• [Assigned task]:
In the material below, find the line containing "committed search query." and the line containing "any header click.", then reproduce exactly both of them and every line between, and nothing else.
*** Provided information
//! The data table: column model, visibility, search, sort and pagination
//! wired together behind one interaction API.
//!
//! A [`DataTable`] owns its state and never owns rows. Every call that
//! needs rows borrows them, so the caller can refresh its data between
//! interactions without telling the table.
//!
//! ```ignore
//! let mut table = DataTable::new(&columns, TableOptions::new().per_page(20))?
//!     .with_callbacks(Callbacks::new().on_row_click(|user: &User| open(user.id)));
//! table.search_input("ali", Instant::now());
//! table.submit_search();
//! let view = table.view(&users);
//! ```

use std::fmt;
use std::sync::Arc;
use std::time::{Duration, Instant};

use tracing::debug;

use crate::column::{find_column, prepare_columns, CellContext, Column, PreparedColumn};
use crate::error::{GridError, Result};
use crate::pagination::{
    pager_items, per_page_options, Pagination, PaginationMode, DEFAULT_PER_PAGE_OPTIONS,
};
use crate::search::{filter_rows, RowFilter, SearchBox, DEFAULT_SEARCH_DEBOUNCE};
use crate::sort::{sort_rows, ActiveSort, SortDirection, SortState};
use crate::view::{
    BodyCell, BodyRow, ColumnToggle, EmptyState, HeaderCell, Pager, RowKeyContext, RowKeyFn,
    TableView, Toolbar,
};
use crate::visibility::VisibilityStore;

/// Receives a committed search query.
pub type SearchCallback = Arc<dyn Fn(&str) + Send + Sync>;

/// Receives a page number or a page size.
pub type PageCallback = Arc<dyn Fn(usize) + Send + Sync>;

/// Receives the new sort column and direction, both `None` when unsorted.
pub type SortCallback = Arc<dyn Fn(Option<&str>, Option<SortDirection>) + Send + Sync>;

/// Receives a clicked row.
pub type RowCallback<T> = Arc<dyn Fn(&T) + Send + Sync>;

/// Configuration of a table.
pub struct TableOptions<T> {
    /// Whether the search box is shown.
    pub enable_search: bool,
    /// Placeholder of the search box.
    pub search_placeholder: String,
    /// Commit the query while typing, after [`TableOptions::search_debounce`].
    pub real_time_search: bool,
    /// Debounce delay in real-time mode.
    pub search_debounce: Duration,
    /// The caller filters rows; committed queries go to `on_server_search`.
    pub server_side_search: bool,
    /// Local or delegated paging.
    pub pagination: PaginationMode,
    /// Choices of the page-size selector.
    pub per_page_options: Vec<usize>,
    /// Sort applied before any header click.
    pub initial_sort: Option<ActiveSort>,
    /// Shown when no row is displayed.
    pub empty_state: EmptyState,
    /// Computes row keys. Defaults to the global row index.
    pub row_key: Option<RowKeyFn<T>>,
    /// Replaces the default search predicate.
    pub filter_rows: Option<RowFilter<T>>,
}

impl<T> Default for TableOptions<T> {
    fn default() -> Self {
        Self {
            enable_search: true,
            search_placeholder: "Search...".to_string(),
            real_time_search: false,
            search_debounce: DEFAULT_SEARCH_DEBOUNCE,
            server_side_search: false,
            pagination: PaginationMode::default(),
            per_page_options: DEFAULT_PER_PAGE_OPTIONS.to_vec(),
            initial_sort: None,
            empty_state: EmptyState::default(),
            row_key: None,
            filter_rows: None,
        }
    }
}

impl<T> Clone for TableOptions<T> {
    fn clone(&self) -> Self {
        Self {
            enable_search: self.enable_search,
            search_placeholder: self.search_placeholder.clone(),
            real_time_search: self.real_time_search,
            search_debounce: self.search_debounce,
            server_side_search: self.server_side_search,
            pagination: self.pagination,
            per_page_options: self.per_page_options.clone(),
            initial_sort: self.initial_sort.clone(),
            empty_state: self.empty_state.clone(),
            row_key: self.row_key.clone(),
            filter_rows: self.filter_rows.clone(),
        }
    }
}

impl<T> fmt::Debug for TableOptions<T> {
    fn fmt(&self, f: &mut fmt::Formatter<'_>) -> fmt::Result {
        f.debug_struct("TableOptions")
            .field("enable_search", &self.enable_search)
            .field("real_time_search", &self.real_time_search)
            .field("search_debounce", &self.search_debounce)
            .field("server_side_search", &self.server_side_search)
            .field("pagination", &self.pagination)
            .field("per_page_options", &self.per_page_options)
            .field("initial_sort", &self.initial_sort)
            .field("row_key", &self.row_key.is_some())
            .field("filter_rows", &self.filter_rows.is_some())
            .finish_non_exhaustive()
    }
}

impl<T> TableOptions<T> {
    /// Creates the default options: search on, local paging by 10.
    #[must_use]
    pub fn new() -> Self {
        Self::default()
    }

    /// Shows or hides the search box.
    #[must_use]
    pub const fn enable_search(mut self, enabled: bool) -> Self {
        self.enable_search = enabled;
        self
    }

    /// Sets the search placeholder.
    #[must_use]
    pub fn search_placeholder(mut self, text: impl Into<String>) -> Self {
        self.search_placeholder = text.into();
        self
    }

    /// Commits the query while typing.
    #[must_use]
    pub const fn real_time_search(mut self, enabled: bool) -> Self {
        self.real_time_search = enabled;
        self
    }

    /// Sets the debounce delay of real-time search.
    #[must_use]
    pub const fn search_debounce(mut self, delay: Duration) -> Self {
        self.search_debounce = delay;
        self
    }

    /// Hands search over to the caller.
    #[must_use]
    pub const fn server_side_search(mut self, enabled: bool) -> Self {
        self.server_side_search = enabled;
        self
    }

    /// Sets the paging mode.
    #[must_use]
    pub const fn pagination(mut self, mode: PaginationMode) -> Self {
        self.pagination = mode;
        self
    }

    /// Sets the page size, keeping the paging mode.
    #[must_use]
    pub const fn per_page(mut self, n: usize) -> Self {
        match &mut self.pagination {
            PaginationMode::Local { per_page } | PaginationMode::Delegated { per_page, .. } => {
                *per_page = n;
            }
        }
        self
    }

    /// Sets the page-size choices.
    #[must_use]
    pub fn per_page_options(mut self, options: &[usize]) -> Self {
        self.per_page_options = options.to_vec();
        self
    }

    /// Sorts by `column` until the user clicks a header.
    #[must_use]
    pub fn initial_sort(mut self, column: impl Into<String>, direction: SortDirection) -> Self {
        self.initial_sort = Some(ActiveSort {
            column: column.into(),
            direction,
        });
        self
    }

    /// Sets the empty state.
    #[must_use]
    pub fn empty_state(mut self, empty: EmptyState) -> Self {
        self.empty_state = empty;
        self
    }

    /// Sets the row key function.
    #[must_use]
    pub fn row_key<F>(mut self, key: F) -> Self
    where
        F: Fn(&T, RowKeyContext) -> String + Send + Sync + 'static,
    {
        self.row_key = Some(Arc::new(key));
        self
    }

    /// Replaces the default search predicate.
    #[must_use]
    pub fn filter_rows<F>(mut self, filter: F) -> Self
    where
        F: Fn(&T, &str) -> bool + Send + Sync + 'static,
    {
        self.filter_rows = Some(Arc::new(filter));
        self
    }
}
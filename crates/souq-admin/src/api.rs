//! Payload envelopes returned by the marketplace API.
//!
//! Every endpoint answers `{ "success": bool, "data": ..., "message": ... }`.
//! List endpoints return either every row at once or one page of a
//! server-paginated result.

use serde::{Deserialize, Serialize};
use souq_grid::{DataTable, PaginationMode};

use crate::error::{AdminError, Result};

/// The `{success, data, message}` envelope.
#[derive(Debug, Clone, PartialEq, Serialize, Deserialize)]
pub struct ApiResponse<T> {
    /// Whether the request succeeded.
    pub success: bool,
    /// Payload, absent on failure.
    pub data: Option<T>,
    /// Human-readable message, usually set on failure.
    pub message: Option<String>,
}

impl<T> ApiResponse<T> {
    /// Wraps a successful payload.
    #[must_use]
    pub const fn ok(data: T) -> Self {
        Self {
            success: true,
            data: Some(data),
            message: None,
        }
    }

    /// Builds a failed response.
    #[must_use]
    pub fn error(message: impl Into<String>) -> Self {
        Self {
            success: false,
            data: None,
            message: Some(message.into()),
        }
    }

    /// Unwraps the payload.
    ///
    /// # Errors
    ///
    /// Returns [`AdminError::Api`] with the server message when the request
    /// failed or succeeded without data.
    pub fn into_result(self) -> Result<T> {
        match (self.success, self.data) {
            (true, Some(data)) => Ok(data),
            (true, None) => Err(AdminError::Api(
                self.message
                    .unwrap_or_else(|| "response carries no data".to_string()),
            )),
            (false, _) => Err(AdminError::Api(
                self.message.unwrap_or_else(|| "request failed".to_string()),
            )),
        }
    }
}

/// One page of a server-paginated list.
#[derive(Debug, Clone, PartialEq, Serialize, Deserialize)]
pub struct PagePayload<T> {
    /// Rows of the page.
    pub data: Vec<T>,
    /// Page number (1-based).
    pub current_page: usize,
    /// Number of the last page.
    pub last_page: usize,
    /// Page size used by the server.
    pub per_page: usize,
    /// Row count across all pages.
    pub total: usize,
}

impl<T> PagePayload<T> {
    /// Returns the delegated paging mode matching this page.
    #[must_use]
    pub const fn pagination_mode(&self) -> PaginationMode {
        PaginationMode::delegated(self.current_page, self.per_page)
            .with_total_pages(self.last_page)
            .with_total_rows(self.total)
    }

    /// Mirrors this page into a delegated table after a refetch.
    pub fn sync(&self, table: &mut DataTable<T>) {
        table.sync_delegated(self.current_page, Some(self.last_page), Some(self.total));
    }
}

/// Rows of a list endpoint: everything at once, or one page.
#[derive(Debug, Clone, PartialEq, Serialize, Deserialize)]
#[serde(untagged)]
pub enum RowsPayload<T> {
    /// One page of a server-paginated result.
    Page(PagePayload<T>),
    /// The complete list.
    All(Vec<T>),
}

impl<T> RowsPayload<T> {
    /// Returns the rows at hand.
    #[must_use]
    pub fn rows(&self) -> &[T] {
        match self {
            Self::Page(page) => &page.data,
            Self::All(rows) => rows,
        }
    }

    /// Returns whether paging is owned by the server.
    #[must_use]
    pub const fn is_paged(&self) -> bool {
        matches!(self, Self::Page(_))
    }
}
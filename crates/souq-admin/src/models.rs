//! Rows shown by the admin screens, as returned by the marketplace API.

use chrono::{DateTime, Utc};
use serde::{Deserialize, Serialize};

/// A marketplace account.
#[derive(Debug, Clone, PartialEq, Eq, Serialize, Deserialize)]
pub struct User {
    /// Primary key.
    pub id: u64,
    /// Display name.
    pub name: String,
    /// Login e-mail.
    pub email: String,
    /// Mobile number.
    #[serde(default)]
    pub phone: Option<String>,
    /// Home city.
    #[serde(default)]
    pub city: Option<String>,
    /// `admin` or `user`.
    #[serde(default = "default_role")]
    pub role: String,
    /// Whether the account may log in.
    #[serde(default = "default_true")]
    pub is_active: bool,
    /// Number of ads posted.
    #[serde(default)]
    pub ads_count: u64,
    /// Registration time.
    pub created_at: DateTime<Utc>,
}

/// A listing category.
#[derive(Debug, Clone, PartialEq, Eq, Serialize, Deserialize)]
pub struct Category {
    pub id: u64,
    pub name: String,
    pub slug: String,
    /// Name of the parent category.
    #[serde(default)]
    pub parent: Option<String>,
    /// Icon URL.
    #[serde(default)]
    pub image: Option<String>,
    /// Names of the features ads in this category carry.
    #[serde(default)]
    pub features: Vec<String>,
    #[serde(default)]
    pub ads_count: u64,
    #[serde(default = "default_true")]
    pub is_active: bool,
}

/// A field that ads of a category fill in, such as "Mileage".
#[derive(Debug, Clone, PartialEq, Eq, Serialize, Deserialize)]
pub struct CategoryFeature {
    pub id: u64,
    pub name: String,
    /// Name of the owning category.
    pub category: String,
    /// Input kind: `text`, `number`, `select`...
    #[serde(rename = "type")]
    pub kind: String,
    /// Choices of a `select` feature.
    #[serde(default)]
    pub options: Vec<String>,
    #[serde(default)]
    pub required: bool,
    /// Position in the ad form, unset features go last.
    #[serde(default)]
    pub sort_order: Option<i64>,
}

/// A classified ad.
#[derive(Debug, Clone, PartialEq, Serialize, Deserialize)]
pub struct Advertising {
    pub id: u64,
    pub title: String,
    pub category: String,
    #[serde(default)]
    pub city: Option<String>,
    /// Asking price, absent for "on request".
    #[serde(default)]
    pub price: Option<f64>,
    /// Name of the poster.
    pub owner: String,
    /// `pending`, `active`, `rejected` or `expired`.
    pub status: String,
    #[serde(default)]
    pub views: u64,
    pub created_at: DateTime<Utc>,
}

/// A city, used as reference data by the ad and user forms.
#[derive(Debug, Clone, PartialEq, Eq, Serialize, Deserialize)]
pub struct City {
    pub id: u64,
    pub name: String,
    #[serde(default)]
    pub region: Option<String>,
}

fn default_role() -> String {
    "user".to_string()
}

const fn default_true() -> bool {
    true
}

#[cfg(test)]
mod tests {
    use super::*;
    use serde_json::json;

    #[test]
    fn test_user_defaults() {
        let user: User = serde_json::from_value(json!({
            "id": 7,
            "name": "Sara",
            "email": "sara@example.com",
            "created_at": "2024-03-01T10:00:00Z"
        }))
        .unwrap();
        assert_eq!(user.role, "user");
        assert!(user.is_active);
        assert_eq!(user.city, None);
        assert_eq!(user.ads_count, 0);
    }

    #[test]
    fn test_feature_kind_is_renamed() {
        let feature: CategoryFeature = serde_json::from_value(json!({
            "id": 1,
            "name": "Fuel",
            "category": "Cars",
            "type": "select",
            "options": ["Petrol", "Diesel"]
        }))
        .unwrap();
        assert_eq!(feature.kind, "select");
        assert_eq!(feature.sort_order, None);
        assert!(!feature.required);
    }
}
******
• [Solution]:
/// Receives a committed search query.
pub type SearchCallback = Arc<dyn Fn(&str) + Send + Sync>;

/// Receives a page number or a page size.
pub type PageCallback = Arc<dyn Fn(usize) + Send + Sync>;

/// Receives the new sort column and direction, both `None` when unsorted.
pub type SortCallback = Arc<dyn Fn(Option<&str>, Option<SortDirection>) + Send + Sync>;

/// Receives a clicked row.
pub type RowCallback<T> = Arc<dyn Fn(&T) + Send + Sync>;

/// Configuration of a table.
pub struct TableOptions<T> {
    /// Whether the search box is shown.
    pub enable_search: bool,
    /// Placeholder of the search box.
    pub search_placeholder: String,
    /// Commit the query while typing, after [`TableOptions::search_debounce`].
    pub real_time_search: bool,
    /// Debounce delay in real-time mode.
    pub search_debounce: Duration,
    /// The caller filters rows; committed queries go to `on_server_search`.
    pub server_side_search: bool,
    /// Local or delegated paging.
    pub pagination: PaginationMode,
    /// Choices of the page-size selector.
    pub per_page_options: Vec<usize>,
    /// Sort applied before any header click.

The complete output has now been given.